> Instructions to follow
Take the entries below and print only the lines from the one with "fn entity_kind(target: SyncTarget)" through the one with "let outcomes = match entity_kind(args.target)", exactly as they stand, both ends included.

> Data shown
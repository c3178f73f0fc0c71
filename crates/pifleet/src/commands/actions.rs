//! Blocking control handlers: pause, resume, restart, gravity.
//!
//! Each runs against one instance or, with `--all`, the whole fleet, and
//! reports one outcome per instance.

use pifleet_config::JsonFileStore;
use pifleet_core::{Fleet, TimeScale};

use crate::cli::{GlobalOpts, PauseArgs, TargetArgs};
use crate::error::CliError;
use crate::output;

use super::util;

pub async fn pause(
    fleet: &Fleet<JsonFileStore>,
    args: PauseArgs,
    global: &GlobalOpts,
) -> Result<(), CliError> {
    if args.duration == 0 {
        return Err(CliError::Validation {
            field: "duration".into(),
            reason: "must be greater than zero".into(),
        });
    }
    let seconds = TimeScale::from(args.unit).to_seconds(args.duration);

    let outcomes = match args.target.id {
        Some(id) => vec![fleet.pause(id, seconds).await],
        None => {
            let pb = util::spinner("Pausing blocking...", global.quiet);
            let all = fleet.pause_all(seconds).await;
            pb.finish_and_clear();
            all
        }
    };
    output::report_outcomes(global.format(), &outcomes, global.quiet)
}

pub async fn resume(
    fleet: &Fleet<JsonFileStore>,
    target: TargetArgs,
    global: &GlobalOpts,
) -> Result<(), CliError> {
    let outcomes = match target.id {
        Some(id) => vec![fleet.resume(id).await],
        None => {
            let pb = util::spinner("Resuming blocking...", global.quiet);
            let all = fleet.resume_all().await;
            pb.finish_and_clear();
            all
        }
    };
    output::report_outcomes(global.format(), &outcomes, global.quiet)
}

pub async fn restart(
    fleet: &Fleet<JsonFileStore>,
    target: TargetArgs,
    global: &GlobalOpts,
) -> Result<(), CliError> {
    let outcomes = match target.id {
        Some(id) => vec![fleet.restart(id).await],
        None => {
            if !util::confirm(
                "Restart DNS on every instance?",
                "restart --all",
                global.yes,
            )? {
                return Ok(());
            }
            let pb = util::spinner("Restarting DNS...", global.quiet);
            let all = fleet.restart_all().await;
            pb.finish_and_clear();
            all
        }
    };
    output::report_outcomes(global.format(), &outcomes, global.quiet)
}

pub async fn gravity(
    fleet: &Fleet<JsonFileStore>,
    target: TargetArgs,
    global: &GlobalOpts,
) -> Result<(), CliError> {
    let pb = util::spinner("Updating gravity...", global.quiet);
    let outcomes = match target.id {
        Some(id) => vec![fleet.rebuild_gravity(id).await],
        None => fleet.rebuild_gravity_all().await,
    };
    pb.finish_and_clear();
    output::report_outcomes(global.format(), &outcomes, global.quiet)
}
--
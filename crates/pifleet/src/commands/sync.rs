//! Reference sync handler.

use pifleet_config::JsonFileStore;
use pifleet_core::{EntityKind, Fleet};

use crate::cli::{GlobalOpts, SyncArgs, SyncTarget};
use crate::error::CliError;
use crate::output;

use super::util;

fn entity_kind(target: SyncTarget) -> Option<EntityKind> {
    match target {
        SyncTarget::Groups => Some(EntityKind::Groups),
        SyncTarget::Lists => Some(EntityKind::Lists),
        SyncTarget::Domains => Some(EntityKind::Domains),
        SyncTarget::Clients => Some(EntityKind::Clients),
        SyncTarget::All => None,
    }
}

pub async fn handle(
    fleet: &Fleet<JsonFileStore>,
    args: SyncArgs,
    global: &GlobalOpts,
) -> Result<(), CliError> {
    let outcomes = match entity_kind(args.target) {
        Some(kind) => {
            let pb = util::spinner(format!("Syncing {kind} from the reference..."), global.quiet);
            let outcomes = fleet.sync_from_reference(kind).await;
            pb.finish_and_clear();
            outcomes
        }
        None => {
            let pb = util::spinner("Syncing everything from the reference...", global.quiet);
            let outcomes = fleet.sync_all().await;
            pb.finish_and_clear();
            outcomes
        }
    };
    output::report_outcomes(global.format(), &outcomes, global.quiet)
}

> Response
fn entity_kind(target: SyncTarget) -> Option<EntityKind> {
    match target {
        SyncTarget::Groups => Some(EntityKind::Groups),
        SyncTarget::Lists => Some(EntityKind::Lists),
        SyncTarget::Domains => Some(EntityKind::Domains),
        SyncTarget::Clients => Some(EntityKind::Clients),
        SyncTarget::All => None,
    }
}

pub async fn handle(
    fleet: &Fleet<JsonFileStore>,
    args: SyncArgs,
    global: &GlobalOpts,
) -> Result<(), CliError> {
    let outcomes = match entity_kind(args.target) {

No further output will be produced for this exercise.